DESCRIPTION OF THE TASK ::
Up to and including the line that contains "are positional indices", repeat each line of the data exactly, starting from the first.

Data entries:
——————

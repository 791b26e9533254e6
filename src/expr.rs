//! Copyright © 2025-2026 Wenze Wei. All Rights Reserved.
//!
//! This file is part of Piper.
//! The Piper project belongs to the Dunimd Team.
//!
//! Licensed under the Apache License, Version 2.0 (the "License");
//! You may not use this file except in compliance with the License.
//! You may obtain a copy of the License at
//!
//!     http://www.apache.org/licenses/LICENSE-2.0
//!
//! Unless required by applicable law or agreed to in writing, software
//! distributed under the License is distributed on an "AS IS" BASIS,
//! WITHOUT WARRANTIES OR CONDITIONS OF ANY KIND, either express or implied.
//! See the License for the specific language governing permissions and
//! limitations under the License.

//! # Piper Bound Expression Module
//!
//! Expressions after compilation: field references are positional indices
//! into the row, call targets are resolved function handles. Evaluation is a
//! boxed-future recursion so user functions and lookup key expressions may
//! suspend; builtins and sync functions complete without yielding.
//!
//! A fault anywhere in the tree propagates to the whole expression. The
//! engine decides what a fault means for the row; this module only computes.

use std::sync::Arc;

use futures::future::BoxFuture;

use crate::dsl::ir::{BinaryOp, UnaryOp};
use crate::errors::{PiperError, Result};
use crate::function::PiperFunction;
use crate::value::PiperValue;

/// A compiled expression, bound to a stage's input row layout.
pub(crate) enum BoundExpr {
    Field(usize),
    Literal(PiperValue),
    Call {
        name: String,
        function: Arc<dyn PiperFunction>,
        args: Vec<BoundExpr>,
    },
    Binary(BinaryOp, Box<BoundExpr>, Box<BoundExpr>),
    Unary(UnaryOp, Box<BoundExpr>),
    Index(Box<BoundExpr>, Box<BoundExpr>),
}

impl std::fmt::Debug for BoundExpr {
    fn fmt(&self, f: &mut std::fmt::Formatter<'_>) -> std::fmt::Result {
        match self {
            BoundExpr::Field(index) => write!(f, "Field({index})"),
            BoundExpr::Literal(value) => write!(f, "Literal({})", value.dump()),
            BoundExpr::Call { name, args, .. } => {
                f.debug_struct("Call").field("name", name).field("args", args).finish()
            }
            BoundExpr::Binary(op, left, right) => {
                f.debug_tuple("Binary").field(&op.symbol()).field(left).field(right).finish()
            }
            BoundExpr::Unary(op, expr) => {
                f.debug_tuple("Unary").field(&op.symbol()).field(expr).finish()
            }
            BoundExpr::Index(base, index) => {
                f.debug_tuple("Index").field(base).field(index).finish()
            }
        }
    }
}

impl BoundExpr {
    /// Evaluates against one positional row.
    pub(crate) fn eval<'a>(&'a self, row: &'a [PiperValue]) -> BoxFuture<'a, Result<PiperValue>> {
        Box::pin(async move {
            match self {
                BoundExpr::Field(index) => Ok(row[*index].clone()),
                BoundExpr::Literal(value) => Ok(value.clone()),
                BoundExpr::Call {
                    function, args, ..
                } => {
                    // Arguments are eager, left to right.
                    let mut values = Vec::with_capacity(args.len());
                    for arg in args {
                        values.push(arg.eval(row).await?);
                    }
                    function.eval(values).await
                }
                BoundExpr::Binary(op, left, right) => match op {
                    // Logic short-circuits; the right side of a decided
                    // expression is never evaluated.
                    BinaryOp::And => {
                        if !expect_bool("and", left.eval(row).await?)? {
                            return Ok(PiperValue::Bool(false));
                        }
                        Ok(PiperValue::Bool(expect_bool("and", right.eval(row).await?)?))
                    }
                    BinaryOp::Or => {
                        if expect_bool("or", left.eval(row).await?)? {
                            return Ok(PiperValue::Bool(true));
                        }
                        Ok(PiperValue::Bool(expect_bool("or", right.eval(row).await?)?))
                    }
                    _ => {
                        let left = left.eval(row).await?;
                        let right = right.eval(row).await?;
                        apply_binary(*op, left, right)
                    }
                },
                BoundExpr::Unary(op, expr) => {
                    let value = expr.eval(row).await?;
                    apply_unary(*op, value)
                }
                BoundExpr::Index(base, index) => {
                    let base = base.eval(row).await?;
                    let index = index.eval(row).await?;
                    apply_index(base, index)
                }
            }
        })
    }
}

fn expect_bool(op: &str, value: PiperValue) -> Result<bool> {
    match value {
        PiperValue::Bool(v) => Ok(v),
        other => Err(PiperError::invalid_operand(op, other.value_type())),
    }
}

/// Int arithmetic is checked; leaving the i64 range is a cell fault, not a
/// panic.
fn int_op(op: BinaryOp, result: Option<i64>) -> Result<PiperValue> {
    result
        .map(PiperValue::Int)
        .ok_or_else(|| PiperError::ArithmeticOverflow(op.symbol().to_string()))
}

fn apply_binary(op: BinaryOp, left: PiperValue, right: PiperValue) -> Result<PiperValue> {
    use PiperValue::*;
    match op {
        BinaryOp::Add => match (left, right) {
            (Int(a), Int(b)) => int_op(op, a.checked_add(b)),
            (String(a), String(b)) => Ok(String(a + &b)),
            (List(mut a), List(b)) => {
                a.extend(b);
                Ok(List(a))
            }
            (l, r) => numeric_op(op, l, r, |a, b| a + b),
        },
        BinaryOp::Sub => match (left, right) {
            (Int(a), Int(b)) => int_op(op, a.checked_sub(b)),
            (l, r) => numeric_op(op, l, r, |a, b| a - b),
        },
        BinaryOp::Mul => match (left, right) {
            (Int(a), Int(b)) => int_op(op, a.checked_mul(b)),
            (l, r) => numeric_op(op, l, r, |a, b| a * b),
        },
        BinaryOp::Div => match (left, right) {
            // Int division truncates; cast an operand with double() to get
            // floating division. checked_div also covers i64::MIN / -1.
            (Int(a), Int(b)) => {
                if b == 0 {
                    Err(PiperError::DivisionByZero)
                } else {
                    int_op(op, a.checked_div(b))
                }
            }
            (l, r) => numeric_op(op, l, r, |a, b| a / b),
        },
        BinaryOp::Eq => Ok(Bool(values_equal(&left, &right))),
        BinaryOp::Ne => Ok(Bool(!values_equal(&left, &right))),
        BinaryOp::Gt | BinaryOp::Lt | BinaryOp::Ge | BinaryOp::Le => {
            let ordering = compare_values(op, &left, &right)?;
            Ok(Bool(match op {
                BinaryOp::Gt => ordering == std::cmp::Ordering::Greater,
                BinaryOp::Lt => ordering == std::cmp::Ordering::Less,
                BinaryOp::Ge => ordering != std::cmp::Ordering::Less,
                BinaryOp::Le => ordering != std::cmp::Ordering::Greater,
                _ => unreachable!(),
            }))
        }
        BinaryOp::And | BinaryOp::Or => unreachable!("logic is handled with short-circuit"),
    }
}

/// Arithmetic with Int-to-Double promotion when either side is Double.
fn numeric_op(
    op: BinaryOp,
    left: PiperValue,
    right: PiperValue,
    f: impl Fn(f64, f64) -> f64,
) -> Result<PiperValue> {
    match (&left, &right) {
        (PiperValue::Int(a), PiperValue::Double(b)) => Ok(PiperValue::Double(f(*a as f64, *b))),
        (PiperValue::Double(a), PiperValue::Int(b)) => Ok(PiperValue::Double(f(*a, *b as f64))),
        (PiperValue::Double(a), PiperValue::Double(b)) => Ok(PiperValue::Double(f(*a, *b))),
        _ => Err(PiperError::type_mismatch(
            op.symbol(),
            left.value_type(),
            right.value_type(),
        )),
    }
}

/// Equality never faults: mixed numerics compare promoted, Null equals only
/// Null, and values of unrelated types are simply unequal.
fn values_equal(left: &PiperValue, right: &PiperValue) -> bool {
    match (left, right) {
        (PiperValue::Int(a), PiperValue::Double(b)) => (*a as f64) == *b,
        (PiperValue::Double(a), PiperValue::Int(b)) => *a == (*b as f64),
        (l, r) => l == r,
    }
}

fn compare_values(
    op: BinaryOp,
    left: &PiperValue,
    right: &PiperValue,
) -> Result<std::cmp::Ordering> {
    let mismatch = || PiperError::type_mismatch(op.symbol(), left.value_type(), right.value_type());
    match (left, right) {
        (PiperValue::Int(a), PiperValue::Int(b)) => Ok(a.cmp(b)),
        (PiperValue::String(a), PiperValue::String(b)) => Ok(a.cmp(b)),
        (PiperValue::Bool(a), PiperValue::Bool(b)) => Ok(a.cmp(b)),
        (l, r) => {
            if l.value_type().is_numeric() && r.value_type().is_numeric() {
                let a = l.get_double()?;
                let b = r.get_double()?;
                a.partial_cmp(&b).ok_or_else(mismatch)
            } else {
                Err(mismatch())
            }
        }
    }
}

fn apply_unary(op: UnaryOp, value: PiperValue) -> Result<PiperValue> {
    match (op, value) {
        (UnaryOp::Neg, PiperValue::Int(v)) => v
            .checked_neg()
            .map(PiperValue::Int)
            .ok_or_else(|| PiperError::ArithmeticOverflow("-".to_string())),
        (UnaryOp::Neg, PiperValue::Double(v)) => Ok(PiperValue::Double(-v)),
        (UnaryOp::Not, PiperValue::Bool(v)) => Ok(PiperValue::Bool(!v)),
        (op, other) => Err(PiperError::invalid_operand(
            op.symbol().trim(),
            other.value_type(),
        )),
    }
}

fn apply_index(base: PiperValue, index: PiperValue) -> Result<PiperValue> {
    match (base, index) {
        (PiperValue::List(items), PiperValue::Int(i)) => {
            if i < 0 || i as usize >= items.len() {
                return Err(PiperError::IndexOutOfBounds {
                    index: i,
                    length: items.len(),
                });
            }
            Ok(items.into_iter().nth(i as usize).unwrap_or(PiperValue::Null))
        }
        // A missing map key reads as Null, matching how absent input params
        // enter a pipeline.
        (PiperValue::Map(mut map), PiperValue::String(key)) => {
            Ok(map.remove(&key).unwrap_or(PiperValue::Null))
        }
        (base, index) => Err(PiperError::type_mismatch(
            "[]",
            base.value_type(),
            index.value_type(),
        )),
    }
}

——————

RESPONSE BOX ::
repository 791b26e9533254e6
filename src/expr.rs
//! Copyright © 2025-2026 Wenze Wei. All Rights Reserved.
//!
//! This file is part of Piper.
//! The Piper project belongs to the Dunimd Team.
//!
//! Licensed under the Apache License, Version 2.0 (the "License");
//! You may not use this file except in compliance with the License.
//! You may obtain a copy of the License at
//!
//!     http://www.apache.org/licenses/LICENSE-2.0
//!
//! Unless required by applicable law or agreed to in writing, software
//! distributed under the License is distributed on an "AS IS" BASIS,
//! WITHOUT WARRANTIES OR CONDITIONS OF ANY KIND, either express or implied.
//! See the License for the specific language governing permissions and
//! limitations under the License.

//! # Piper Bound Expression Module
//!
//! Expressions after compilation: field references are positional indices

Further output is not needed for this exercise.